### Aim of the exercise:
Everything in the records below should be set down again, word for word.

### Data:
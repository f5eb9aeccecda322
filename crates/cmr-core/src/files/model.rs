//! Document record model for the files screen.

use std::cmp::Ordering;

use chrono::{DateTime, Utc};
use serde::{Deserialize, Serialize};

use crate::listing::{ListRecord, SortKey, compare_str};

#[derive(Debug, Clone, Copy, PartialEq, Eq, Serialize, Deserialize)]
#[serde(rename_all = "lowercase")]
pub enum FileKind {
    Tax,
    Spreadsheet,
    Document,
    Folder,
}

impl FileKind {
    pub fn label(&self) -> &'static str {
        match self {
            FileKind::Tax => "Tax Return",
            FileKind::Spreadsheet => "Spreadsheet",
            FileKind::Document => "Document",
            FileKind::Folder => "Folder",
        }
    }
}

/// Filter tabs/categories on the files screen.
///
/// `Starred` is resolved by the screen itself because starring is a
/// view-local overlay, not a record attribute; at the record level it
/// imposes no constraint.
#[derive(Debug, Clone, Copy, PartialEq, Eq, Default, Serialize, Deserialize)]
#[serde(rename_all = "lowercase")]
pub enum FileFilter {
    #[default]
    All,
    Tax,
    Spreadsheet,
    Document,
    Folder,
    Starred,
}

/// A document as displayed on the files screen. The name doubles as
/// the rendering key; uniqueness is not enforced.
#[derive(Debug, Clone, PartialEq, Serialize, Deserialize)]
pub struct FileRecord {
    pub name: String,
    pub kind: FileKind,
    pub client: String,
    pub date: DateTime<Utc>,
    pub size: Option<String>,
    pub starred: bool,
}

impl ListRecord for FileRecord {
    type Filter = FileFilter;

    fn compare_by(&self, other: &Self, key: SortKey) -> Ordering {
        match key {
            SortKey::Name => compare_str(&self.name, &other.name),
            SortKey::Date => self.date.cmp(&other.date),
            SortKey::Type => compare_str(self.kind.label(), other.kind.label()),
            SortKey::Client => compare_str(&self.client, &other.client),
        }
    }

    fn matches(&self, filter: FileFilter) -> bool {
        match filter {
            FileFilter::All | FileFilter::Starred => true,
            FileFilter::Tax => self.kind == FileKind::Tax,
            FileFilter::Spreadsheet => self.kind == FileKind::Spreadsheet,
            FileFilter::Document => self.kind == FileKind::Document,
            FileFilter::Folder => self.kind == FileKind::Folder,
        }
    }
}

#[cfg(test)]
mod tests {
    use super::*;
    use chrono::TimeZone;

    fn record(name: &str, kind: FileKind, day: u32) -> FileRecord {
        FileRecord {
            name: name.to_string(),
            kind,
            client: "Acme Corp".to_string(),
            date: Utc.with_ymd_and_hms(2023, 9, day, 0, 0, 0).unwrap(),
            size: None,
            starred: false,
        }
    }

    #[test]
    fn test_date_compares_by_instant() {
        let newer = record("a", FileKind::Document, 10);
        let older = record("b", FileKind::Document, 5);
        assert_eq!(newer.compare_by(&older, SortKey::Date), Ordering::Greater);
        assert_eq!(older.compare_by(&newer, SortKey::Date), Ordering::Less);
    }

    #[test]
    fn test_kind_filters() {
        let tax = record("return", FileKind::Tax, 1);
        assert!(tax.matches(FileFilter::All));
        assert!(tax.matches(FileFilter::Tax));
        assert!(!tax.matches(FileFilter::Spreadsheet));
    }
}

### The answer:
repository f5eb9aeccecda322
filename crates/cmr-core/src/files/model.rs
//! Document record model for the files screen.

use std::cmp::Ordering;

use chrono::{DateTime, Utc};
use serde::{Deserialize, Serialize};

use crate::listing::{ListRecord, SortKey, compare_str};

#[derive(Debug, Clone, Copy, PartialEq, Eq, Serialize, Deserialize)]
#[serde(rename_all = "lowercase")]
pub enum FileKind {
    Tax,
    Spreadsheet,
    Document,
    Folder,
}

impl FileKind {
    pub fn label(&self) -> &'static str {
        match self {
            FileKind::Tax => "Tax Return",
            FileKind::Spreadsheet => "Spreadsheet",
            FileKind::Document => "Document",
            FileKind::Folder => "Folder",
        }
    }
}

/// Filter tabs/categories on the files screen.
///
/// `Starred` is resolved by the screen itself because starring is a
/// view-local overlay, not a record attribute; at the record level it
/// imposes no constraint.
#[derive(Debug, Clone, Copy, PartialEq, Eq, Default, Serialize, Deserialize)]
#[serde(rename_all = "lowercase")]
pub enum FileFilter {
    #[default]
    All,
    Tax,
    Spreadsheet,
    Document,
    Folder,
    Starred,
}

/// A document as displayed on the files screen. The name doubles as
/// the rendering key; uniqueness is not enforced.
#[derive(Debug, Clone, PartialEq, Serialize, Deserialize)]
pub struct FileRecord {
    pub name: String,
    pub kind: FileKind,
    pub client: String,
    pub date: DateTime<Utc>,
    pub size: Option<String>,
    pub starred: bool,
}

impl ListRecord for FileRecord {
    type Filter = FileFilter;

    fn compare_by(&self, other: &Self, key: SortKey) -> Ordering {
        match key {
            SortKey::Name => compare_str(&self.name, &other.name),
            SortKey::Date => self.date.cmp(&other.date),
            SortKey::Type => compare_str(self.kind.label(), other.kind.label()),
            SortKey::Client => compare_str(&self.client, &other.client),
        }
    }

    fn matches(&self, filter: FileFilter) -> bool {
        match filter {
            FileFilter::All | FileFilter::Starred => true,
            FileFilter::Tax => self.kind == FileKind::Tax,
            FileFilter::Spreadsheet => self.kind == FileKind::Spreadsheet,
            FileFilter::Document => self.kind == FileKind::Document,
            FileFilter::Folder => self.kind == FileKind::Folder,
        }
    }
}

#[cfg(test)]
mod tests {
    use super::*;
    use chrono::TimeZone;

    fn record(name: &str, kind: FileKind, day: u32) -> FileRecord {
        FileRecord {
            name: name.to_string(),
            kind,
            client: "Acme Corp".to_string(),
            date: Utc.with_ymd_and_hms(2023, 9, day, 0, 0, 0).unwrap(),
            size: None,
            starred: false,
        }
    }

    #[test]
    fn test_date_compares_by_instant() {
        let newer = record("a", FileKind::Document, 10);
        let older = record("b", FileKind::Document, 5);
        assert_eq!(newer.compare_by(&older, SortKey::Date), Ordering::Greater);
        assert_eq!(older.compare_by(&newer, SortKey::Date), Ordering::Less);
    }

    #[test]
    fn test_kind_filters() {
        let tax = record("return", FileKind::Tax, 1);
        assert!(tax.matches(FileFilter::All));
        assert!(tax.matches(FileFilter::Tax));
        assert!(!tax.matches(FileFilter::Spreadsheet));
    }
}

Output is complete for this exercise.